[[ SOURCE DATA open ]]

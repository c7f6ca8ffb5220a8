//! API client for communicating with the GoBarber REST API.
//!
//! This module provides the `RemoteAuthService` trait the session store
//! authenticates through, and the `ApiClient` struct that implements it
//! over HTTP.

use std::time::Duration;

use async_trait::async_trait;
use reqwest::{header, Client};
use serde::Serialize;
use tracing::{debug, warn};

use crate::models::AuthResponse;

use super::ApiError;

// ============================================================================
// Constants
// ============================================================================

/// Default base URL of the GoBarber API
pub const DEFAULT_API_URL: &str = "http://localhost:3333";

/// HTTP request timeout in seconds.
const REQUEST_TIMEOUT_SECS: u64 = 30;

/// Exchanges credentials for a session.
#[async_trait]
pub trait RemoteAuthService: Send + Sync {
    /// Authenticate with email and password, returning the user and a
    /// bearer token.
    async fn authenticate(&self, email: &str, password: &str) -> Result<AuthResponse, ApiError>;
}

#[derive(Serialize)]
struct SessionRequest<'a> {
    email: &'a str,
    password: &'a str,
}

#[derive(Serialize)]
struct ResetPasswordRequest<'a> {
    password: &'a str,
    password_confirmation: &'a str,
    token: &'a str,
}

/// API client for the GoBarber backend.
/// Clone is cheap - reqwest::Client uses Arc internally for connection pooling.
#[derive(Clone)]
pub struct ApiClient {
    client: Client,
    base_url: String,
}

impl ApiClient {
    /// Create a new API client for the given base URL
    pub fn new(base_url: &str) -> Result<Self, ApiError> {
        let client = Client::builder()
            .timeout(Duration::from_secs(REQUEST_TIMEOUT_SECS))
            .build()?;

        Ok(Self {
            client,
            base_url: base_url.trim_end_matches('/').to_string(),
        })
    }

    pub fn base_url(&self) -> &str {
        &self.base_url
    }

    fn url(&self, path: &str) -> String {
        format!("{}/{}", self.base_url, path)
    }

    /// Ask the API to set a new password using the token from a reset link
    pub async fn reset_password(
        &self,
        password: &str,
        password_confirmation: &str,
        token: &str,
    ) -> Result<(), ApiError> {
        let url = self.url("password/reset");
        debug!(url = %url, "Requesting password reset");

        let response = self
            .client
            .post(&url)
            .header(header::ACCEPT, "application/json")
            .json(&ResetPasswordRequest {
                password,
                password_confirmation,
                token,
            })
            .send()
            .await?;

        Self::check_response(response).await?;
        Ok(())
    }

    /// Check if response is successful, returning an error with body if not.
    async fn check_response(response: reqwest::Response) -> Result<reqwest::Response, ApiError> {
        if response.status().is_success() {
            Ok(response)
        } else {
            let status = response.status();
            let body = response.text().await.unwrap_or_default();
            warn!(status = %status, "API request failed");
            Err(ApiError::from_status(status, &body))
        }
    }
}

#[async_trait]
impl RemoteAuthService for ApiClient {
    async fn authenticate(&self, email: &str, password: &str) -> Result<AuthResponse, ApiError> {
        let url = self.url("sessions");
        debug!(url = %url, "Sending authentication request");

        let response = self
            .client
            .post(&url)
            .header(header::ACCEPT, "application/json")
            .json(&SessionRequest { email, password })
            .send()
            .await?;

        let response = Self::check_response(response).await?;
        let body = response.text().await?;

        serde_json::from_str(&body)
            .map_err(|e| ApiError::InvalidResponse(format!("Failed to parse auth response: {}", e)))
    }
}

#[cfg(test)]
mod tests {
    use super::*;
    use mockito::{Matcher, Server};
    use serde_json::json;

    #[test]
    fn test_base_url_trailing_slash() {
        let client = ApiClient::new("http://localhost:3333/").unwrap();
        assert_eq!(client.base_url(), "http://localhost:3333");
        assert_eq!(client.url("sessions"), "http://localhost:3333/sessions");
    }

    #[tokio::test]
    async fn test_authenticate_posts_credentials() {
        let mut server = Server::new_async().await;
        let mock = server
            .mock("POST", "/sessions")
            .match_body(Matcher::Json(json!({
                "email": "johndoe@test.com",
                "password": "123456",
            })))
            .with_status(200)
            .with_header("content-type", "application/json")
            .with_body(
                json!({
                    "user": {"id": "id-123", "name": "John Doe", "email": "johndoe@test.com"},
                    "token": "token-123",
                })
                .to_string(),
            )
            .create_async()
            .await;

        let client = ApiClient::new(&server.url()).unwrap();
        let auth = client
            .authenticate("johndoe@test.com", "123456")
            .await
            .expect("authentication should succeed");

        mock.assert_async().await;
        assert_eq!(auth.token, "token-123");
        assert_eq!(auth.user.name, "John Doe");
    }

    #[tokio::test]
    async fn test_authenticate_unauthorized() {
        let mut server = Server::new_async().await;
        server
            .mock("POST", "/sessions")
            .with_status(401)
            .with_body(r#"{"status":"error","message":"Incorrect email/password combination."}"#)
            .create_async()
            .await;

        let client = ApiClient::new(&server.url()).unwrap();
        let err = client
            .authenticate("johndoe@test.com", "wrong")
            .await
            .unwrap_err();
        assert!(matches!(err, ApiError::Unauthorized));
    }

    #[tokio::test]
    async fn test_authenticate_malformed_body() {
        let mut server = Server::new_async().await;
        server
            .mock("POST", "/sessions")
            .with_status(200)
            .with_body(r#"{"token":"token-123"}"#)
            .create_async()
            .await;

        let client = ApiClient::new(&server.url()).unwrap();
        let err = client.authenticate("a@b.com", "x").await.unwrap_err();
        assert!(matches!(err, ApiError::InvalidResponse(_)));
    }

    #[tokio::test]
    async fn test_reset_password() {
        let mut server = Server::new_async().await;
        let mock = server
            .mock("POST", "/password/reset")
            .match_body(Matcher::Json(json!({
                "password": "new-secret",
                "password_confirmation": "new-secret",
                "token": "reset-token",
            })))
            .with_status(204)
            .create_async()
            .await;

        let client = ApiClient::new(&server.url()).unwrap();
        client
            .reset_password("new-secret", "new-secret", "reset-token")
            .await
            .expect("reset should succeed");
        mock.assert_async().await;
    }

    #[tokio::test]
    async fn test_reset_password_server_error() {
        let mut server = Server::new_async().await;
        server
            .mock("POST", "/password/reset")
            .with_status(500)
            .with_body("boom")
            .create_async()
            .await;

        let client = ApiClient::new(&server.url()).unwrap();
        let err = client.reset_password("a", "a", "t").await.unwrap_err();
        assert!(matches!(err, ApiError::ServerError(ref body) if body == "boom"));
    }
}
use thiserror::Error;

#[derive(Error, Debug)]
pub enum ApiError {
    #[error("Access denied: {0}")]
    AccessDenied(String),

    #[error("Unauthorized - incorrect email or password")]
    Unauthorized,

    #[error("Resource not found: {0}")]
    NotFound(String),

    #[error("Rate limited - please wait before retrying")]
    RateLimited,

    #[error("Server error: {0}")]
    ServerError(String),

    #[error("Network error: {0}")]
    NetworkError(#[from] reqwest::Error),

    #[error("Invalid response: {0}")]
    InvalidResponse(String),
}

/// Maximum length for error response bodies in error messages
const MAX_ERROR_BODY_LENGTH: usize = 500;

impl ApiError {
    /// Truncate a response body to avoid logging excessive data
    fn truncate_body(body: &str) -> String {
        if body.len() <= MAX_ERROR_BODY_LENGTH {
            return body.to_string();
        }
        let mut end = MAX_ERROR_BODY_LENGTH;
        while !body.is_char_boundary(end) {
            end -= 1;
        }
        format!("{}... (truncated, {} total bytes)", &body[..end], body.len())
    }

    pub fn from_status(status: reqwest::StatusCode, body: &str) -> Self {
        let truncated = Self::truncate_body(body);
        match status.as_u16() {
            401 => ApiError::Unauthorized,
            403 => ApiError::AccessDenied(truncated),
            404 => ApiError::NotFound(truncated),
            429 => ApiError::RateLimited,
            500..=599 => ApiError::ServerError(truncated),
            _ => ApiError::InvalidResponse(format!("Status {}: {}", status, truncated)),
        }
    }

    /// Short message suitable for showing to the person at the keyboard.
    pub fn user_message(&self) -> String {
        match self {
            ApiError::Unauthorized => "Incorrect email or password".to_string(),
            ApiError::NetworkError(e) if e.is_timeout() => {
                "Connection timed out. Please try again.".to_string()
            }
            ApiError::NetworkError(_) => {
                "Unable to connect to server. Check your internet connection.".to_string()
            }
            other => format!("Request failed: {}", other),
        }
    }
}

#[cfg(test)]
mod tests {
    use super::*;
    use reqwest::StatusCode;

    #[test]
    fn test_from_status_maps_known_codes() {
        assert!(matches!(
            ApiError::from_status(StatusCode::UNAUTHORIZED, ""),
            ApiError::Unauthorized
        ));
        assert!(matches!(
            ApiError::from_status(StatusCode::FORBIDDEN, "nope"),
            ApiError::AccessDenied(ref body) if body == "nope"
        ));
        assert!(matches!(
            ApiError::from_status(StatusCode::NOT_FOUND, ""),
            ApiError::NotFound(_)
        ));
        assert!(matches!(
            ApiError::from_status(StatusCode::TOO_MANY_REQUESTS, ""),
            ApiError::RateLimited
        ));
        assert!(matches!(
            ApiError::from_status(StatusCode::BAD_GATEWAY, ""),
            ApiError::ServerError(_)
        ));
        assert!(matches!(
            ApiError::from_status(StatusCode::BAD_REQUEST, "bad"),
            ApiError::InvalidResponse(ref msg) if msg.contains("400") && msg.contains("bad")
        ));
    }

    #[test]
    fn test_truncate_body() {
        let long = "x".repeat(MAX_ERROR_BODY_LENGTH + 20);
        let truncated = ApiError::truncate_body(&long);
        assert!(truncated.starts_with(&"x".repeat(MAX_ERROR_BODY_LENGTH)));
        assert!(truncated.contains("520 total bytes"));

        assert_eq!(ApiError::truncate_body("short"), "short");
    }

    #[test]
    fn test_truncate_body_multibyte() {
        // 'é' is two bytes, so the cut lands inside a character
        let long = format!("a{}", "é".repeat(MAX_ERROR_BODY_LENGTH));
        let truncated = ApiError::truncate_body(&long);
        assert!(truncated.contains("truncated"));
    }
}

[[ SOURCE DATA closed ]]

From the entries above, copy each line holding "ServerError".

#### [YOUR RESPONSE]
        assert!(matches!(err, ApiError::ServerError(ref body) if body == "boom"));
    ServerError(String),
            500..=599 => ApiError::ServerError(truncated),
            ApiError::ServerError(_)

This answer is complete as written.